People magazine faces backlash against the brand following positive coverage of president-elect Donald Trump. Using #BoycottPeopleMagazine, a range of Twitter users have called for celebrities to withhold content from the Time Inc. brand and for readers to cancel their subscriptions.
— zoe kazan (@zoeinthecities) November 10, 2016
It was just last month that the magazine published a first-person account from its own reporter, Nastasha Stoynoff, who was allegedly sexually assaulted by Trump while reporting for the magazine.
“We stand steadfastly by [Stoynoff], and are proud to publish her clear, credible account of what happened,” editor-in-chief Jess Cagle wrote at the time. “It is heartbreaking that her fear of retaliation by Trump kept her from reporting the incident when it happened.”
Then, following the unexpected electoral college victory of Trump, People dedicated its latest cover to his election, and published several stories celebrating the Trump family, even featuring a photo of Trump and People senior editor Charlotte Triggs in a smiling side-hug.
Cagle could not be reached for comment on the brand's editorial policy, but a People spokesperson defended its coverage.
“Donald Trump’s win is a history-making news event that warranted the cover of the magazine,” the spokesperson said in a statement. “The story is not a celebration or an endorsement and we continue to stand by Natasha Stoynoff, whose account of being attacked by Trump in 2005 is recounted in this week’s cover story.”
— People Magazine (@people) November 9, 2016
As 47.7 percent of the country mourns the loss of presidential candidate Hillary Clinton, and 47.5 percent celebrate the unanticipated victory of Trump, People faces a rather complicated audience satisfaction question: what do its readers want?
The magazine declares a readership of 39 million as of fall 2015. Over 33 percent of its audience is in the deeply-red South (12,903,000) and 22.2 percent is in the Midwest (8,612,000).
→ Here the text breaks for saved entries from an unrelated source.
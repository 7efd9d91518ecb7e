use event_synapse::plugins::{OrderPlugin, OrderStatus, UserPlugin};
use event_synapse::prelude::*;
use parking_lot::Mutex;
use pretty_assertions::assert_eq;
use std::sync::atomic::{AtomicUsize, Ordering};
use std::sync::Arc;

struct CounterPlugin {
    base: BasePlugin,
    count: Arc<AtomicUsize>,
}

impl CounterPlugin {
    fn new(count: Arc<AtomicUsize>) -> Self {
        Self {
            base: BasePlugin::new("counter", "1.0.0"),
            count,
        }
    }
}

#[async_trait]
impl Plugin for CounterPlugin {
    fn metadata(&self) -> PluginMetadata {
        self.base.metadata().clone()
    }

    async fn initialize(&mut self) -> Result<()> {
        let count = Arc::clone(&self.count);
        let handler = self
            .base
            .create_event_handler(names::USER_CREATED, move |_event| {
                let count = Arc::clone(&count);
                async move {
                    count.fetch_add(1, Ordering::SeqCst);
                    Ok(())
                }
            });
        self.base
            .register_event_handler(names::USER_CREATED, handler, 0, false);
        Ok(())
    }

    async fn destroy(&mut self) -> Result<()> {
        self.base.clear_event_handlers();
        Ok(())
    }

    fn event_handlers(&self) -> Vec<HandlerBinding> {
        self.base.event_handlers()
    }
}

fn user_created(id: &str) -> Event {
    Event::builder(names::USER_CREATED)
        .with_source("integration")
        .with_field("id", id)
        .build()
}

#[tokio::test]
async fn test_bindings_live_only_while_plugin_is_initialized() {
    let bus = Arc::new(EventBus::new());
    let mut registry = PluginRegistry::new(Arc::clone(&bus));
    let count = Arc::new(AtomicUsize::new(0));

    registry
        .register_plugin(CounterPlugin::new(Arc::clone(&count)))
        .unwrap();
    bus.emit(&user_created("0")).await.unwrap();
    assert_eq!(count.load(Ordering::SeqCst), 0);

    registry.initialize_plugins().await.unwrap();
    bus.emit(&user_created("1")).await.unwrap();
    assert_eq!(count.load(Ordering::SeqCst), 1);

    registry.destroy_plugins().await;
    bus.emit(&user_created("2")).await.unwrap();
    assert_eq!(count.load(Ordering::SeqCst), 1);
    assert_eq!(registry.plugin_count(), 0);
}

#[tokio::test]
async fn test_app_runs_bundled_plugins() {
    let users = UserPlugin::new();
    let directory = users.directory();
    let orders = OrderPlugin::new();
    let book = orders.book();

    let config = AppConfig::new("integration").with_signal_handling(false);
    let mut app = SynapseApp::build()
        .with_config(config)
        .add_plugin(users)
        .add_plugin(orders)
        .build()
        .unwrap();

    let seen = Arc::new(Mutex::new(Vec::new()));
    let log = Arc::clone(&seen);
    app.event_bus().register_handler(
        "system.*",
        handler("system-audit", move |event: Event| {
            let log = Arc::clone(&log);
            async move {
                log.lock().push(event.name().to_string());
                Ok(())
            }
        }),
        0,
    );

    app.run().await.unwrap();
    assert!(app.plugins().iter().all(|p| p.state == PluginState::Initialized));

    app.emit(&user_created("u-1")).await.unwrap();
    app.emit(
        &Event::builder(names::ORDER_CREATED)
            .with_field("id", "o-1")
            .with_field("userId", "u-1")
            .build(),
    )
    .await
    .unwrap();
    app.emit(
        &Event::builder(names::ORDER_COMPLETED)
            .with_field("id", "o-1")
            .build(),
    )
    .await
    .unwrap();

    assert!(directory.get("u-1").is_some());
    assert_eq!(book.get("o-1").unwrap().status, OrderStatus::Completed);
    assert_eq!(app.event_bus().handler_failures(), 0);

    app.shutdown().await.unwrap();
    assert!(app.event_bus().is_closed());
    assert_eq!(
        *seen.lock(),
        vec!["system.startup".to_string(), "system.shutdown".to_string()]
    );
}

#[tokio::test]
async fn test_disabled_plugin_never_sees_events() {
    let users = UserPlugin::new();
    let directory = users.directory();

    let config = AppConfig::new("integration")
        .with_signal_handling(false)
        .with_policy(PluginPolicy::new().with_disabled(["user-plugin"]));
    let mut app = SynapseApp::build()
        .with_config(config)
        .add_plugin(users)
        .add_plugin(OrderPlugin::new())
        .build()
        .unwrap();

    app.initialize().await.unwrap();
    app.emit(&user_created("u-1")).await.unwrap();

    let state = app.registry().get_plugin("user-plugin").unwrap().state;
    assert_eq!(state, PluginState::Disabled);
    assert!(directory.is_empty());
}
Both regions swayed highly in favor of Trump.
Seventy-three percent of its audience is white. Plenty of white voters supported Clinton, but an exit poll by the Edison Research for the National Election Pool found that white voters supported Trump over Clinton, 58 percent to 37 percent.
While much of the controversy in Trump's campaign centered around alligations of sexual assault, as well as a recording of the president-elect explaining how he sexually assaults women, white female voters supported Trump over Clinton, 53 percent to 43 percent. For non-college graduated white women, it was 62 to 34.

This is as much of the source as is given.